====== Dataset records

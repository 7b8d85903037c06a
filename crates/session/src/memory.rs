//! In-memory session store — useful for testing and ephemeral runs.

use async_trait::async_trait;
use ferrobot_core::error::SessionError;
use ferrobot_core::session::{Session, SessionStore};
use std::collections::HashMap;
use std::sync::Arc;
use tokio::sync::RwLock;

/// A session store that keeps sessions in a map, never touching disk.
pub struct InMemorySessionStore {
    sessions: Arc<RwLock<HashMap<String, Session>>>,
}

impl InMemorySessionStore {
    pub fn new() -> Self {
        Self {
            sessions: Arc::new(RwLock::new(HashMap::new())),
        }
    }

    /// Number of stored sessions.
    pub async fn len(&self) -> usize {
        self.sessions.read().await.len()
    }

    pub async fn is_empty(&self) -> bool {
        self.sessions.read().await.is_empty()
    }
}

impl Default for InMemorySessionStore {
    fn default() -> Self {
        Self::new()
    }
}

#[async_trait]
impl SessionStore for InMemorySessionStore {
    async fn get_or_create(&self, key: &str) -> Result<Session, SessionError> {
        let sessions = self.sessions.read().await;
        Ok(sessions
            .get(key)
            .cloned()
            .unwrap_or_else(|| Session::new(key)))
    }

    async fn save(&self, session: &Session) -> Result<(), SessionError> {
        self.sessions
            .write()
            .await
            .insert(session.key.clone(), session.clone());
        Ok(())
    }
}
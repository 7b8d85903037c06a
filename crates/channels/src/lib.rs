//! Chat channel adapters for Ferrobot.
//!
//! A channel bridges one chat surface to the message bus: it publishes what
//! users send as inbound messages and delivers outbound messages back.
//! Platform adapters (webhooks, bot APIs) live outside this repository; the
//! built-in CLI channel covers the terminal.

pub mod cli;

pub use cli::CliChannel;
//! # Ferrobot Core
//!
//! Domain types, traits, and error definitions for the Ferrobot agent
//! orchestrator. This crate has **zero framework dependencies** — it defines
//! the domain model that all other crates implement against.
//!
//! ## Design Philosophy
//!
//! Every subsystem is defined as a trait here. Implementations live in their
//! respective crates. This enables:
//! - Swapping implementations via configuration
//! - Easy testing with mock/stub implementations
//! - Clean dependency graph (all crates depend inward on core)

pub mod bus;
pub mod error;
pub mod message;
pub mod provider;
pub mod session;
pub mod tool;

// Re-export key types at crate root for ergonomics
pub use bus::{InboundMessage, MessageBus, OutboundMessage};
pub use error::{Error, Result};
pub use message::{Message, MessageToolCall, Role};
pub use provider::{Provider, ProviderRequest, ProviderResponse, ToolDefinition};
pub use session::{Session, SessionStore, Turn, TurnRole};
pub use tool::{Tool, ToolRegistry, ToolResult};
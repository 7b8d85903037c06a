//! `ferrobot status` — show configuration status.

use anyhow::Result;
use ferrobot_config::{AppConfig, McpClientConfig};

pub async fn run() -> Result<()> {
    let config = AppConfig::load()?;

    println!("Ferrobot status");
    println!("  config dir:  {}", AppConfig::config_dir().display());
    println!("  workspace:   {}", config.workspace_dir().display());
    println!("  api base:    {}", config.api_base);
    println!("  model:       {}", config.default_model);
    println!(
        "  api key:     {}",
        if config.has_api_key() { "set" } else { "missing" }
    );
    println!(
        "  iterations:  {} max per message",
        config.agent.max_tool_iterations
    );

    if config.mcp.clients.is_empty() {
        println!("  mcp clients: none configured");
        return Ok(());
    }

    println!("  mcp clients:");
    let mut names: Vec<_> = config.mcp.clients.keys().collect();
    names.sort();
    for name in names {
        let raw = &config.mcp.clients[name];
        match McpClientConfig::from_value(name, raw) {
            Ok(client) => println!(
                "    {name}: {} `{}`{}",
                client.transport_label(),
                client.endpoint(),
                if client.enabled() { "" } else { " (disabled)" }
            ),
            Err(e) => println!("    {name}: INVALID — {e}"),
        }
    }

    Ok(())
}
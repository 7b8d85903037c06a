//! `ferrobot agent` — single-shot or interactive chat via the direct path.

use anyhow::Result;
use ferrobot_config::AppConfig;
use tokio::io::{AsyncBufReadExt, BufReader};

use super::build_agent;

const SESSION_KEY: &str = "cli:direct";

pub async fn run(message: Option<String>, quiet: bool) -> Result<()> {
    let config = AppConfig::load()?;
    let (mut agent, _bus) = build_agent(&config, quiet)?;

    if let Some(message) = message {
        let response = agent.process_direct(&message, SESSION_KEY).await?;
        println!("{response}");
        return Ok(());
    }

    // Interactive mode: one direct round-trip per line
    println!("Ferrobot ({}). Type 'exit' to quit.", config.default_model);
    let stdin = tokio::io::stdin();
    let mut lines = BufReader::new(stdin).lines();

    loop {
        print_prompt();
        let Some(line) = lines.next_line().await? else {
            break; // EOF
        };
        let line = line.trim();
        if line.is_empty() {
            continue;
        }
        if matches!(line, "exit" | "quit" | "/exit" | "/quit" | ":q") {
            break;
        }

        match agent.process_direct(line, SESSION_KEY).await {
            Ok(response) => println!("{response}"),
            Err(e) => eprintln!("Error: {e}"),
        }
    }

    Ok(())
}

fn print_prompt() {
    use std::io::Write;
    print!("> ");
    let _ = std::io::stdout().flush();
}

============

Task details —
Nothing but the lines from the start of the data through the line holding "dependencies** — it defines" should be restated, and each one exactly.

Result below —
repository 7b8d85903037c06a
filename crates/session/src/memory.rs
//! In-memory session store — useful for testing and ephemeral runs.

use async_trait::async_trait;
use ferrobot_core::error::SessionError;
use ferrobot_core::session::{Session, SessionStore};
use std::collections::HashMap;
use std::sync::Arc;
use tokio::sync::RwLock;

/// A session store that keeps sessions in a map, never touching disk.
pub struct InMemorySessionStore {
    sessions: Arc<RwLock<HashMap<String, Session>>>,
}

impl InMemorySessionStore {
    pub fn new() -> Self {
        Self {
            sessions: Arc::new(RwLock::new(HashMap::new())),
        }
    }

    /// Number of stored sessions.
    pub async fn len(&self) -> usize {
        self.sessions.read().await.len()
    }

    pub async fn is_empty(&self) -> bool {
        self.sessions.read().await.is_empty()
    }
}

impl Default for InMemorySessionStore {
    fn default() -> Self {
        Self::new()
    }
}

#[async_trait]
impl SessionStore for InMemorySessionStore {
    async fn get_or_create(&self, key: &str) -> Result<Session, SessionError> {
        let sessions = self.sessions.read().await;
        Ok(sessions
            .get(key)
            .cloned()
            .unwrap_or_else(|| Session::new(key)))
    }

    async fn save(&self, session: &Session) -> Result<(), SessionError> {
        self.sessions
            .write()
            .await
            .insert(session.key.clone(), session.clone());
        Ok(())
    }
}
repository 7b8d85903037c06a
filename crates/channels/src/lib.rs
//! Chat channel adapters for Ferrobot.
//!
//! A channel bridges one chat surface to the message bus: it publishes what
//! users send as inbound messages and delivers outbound messages back.
//! Platform adapters (webhooks, bot APIs) live outside this repository; the
//! built-in CLI channel covers the terminal.

pub mod cli;

pub use cli::CliChannel;
//! # Ferrobot Core
//!
//! Domain types, traits, and error definitions for the Ferrobot agent
//! orchestrator. This crate has **zero framework dependencies** — it defines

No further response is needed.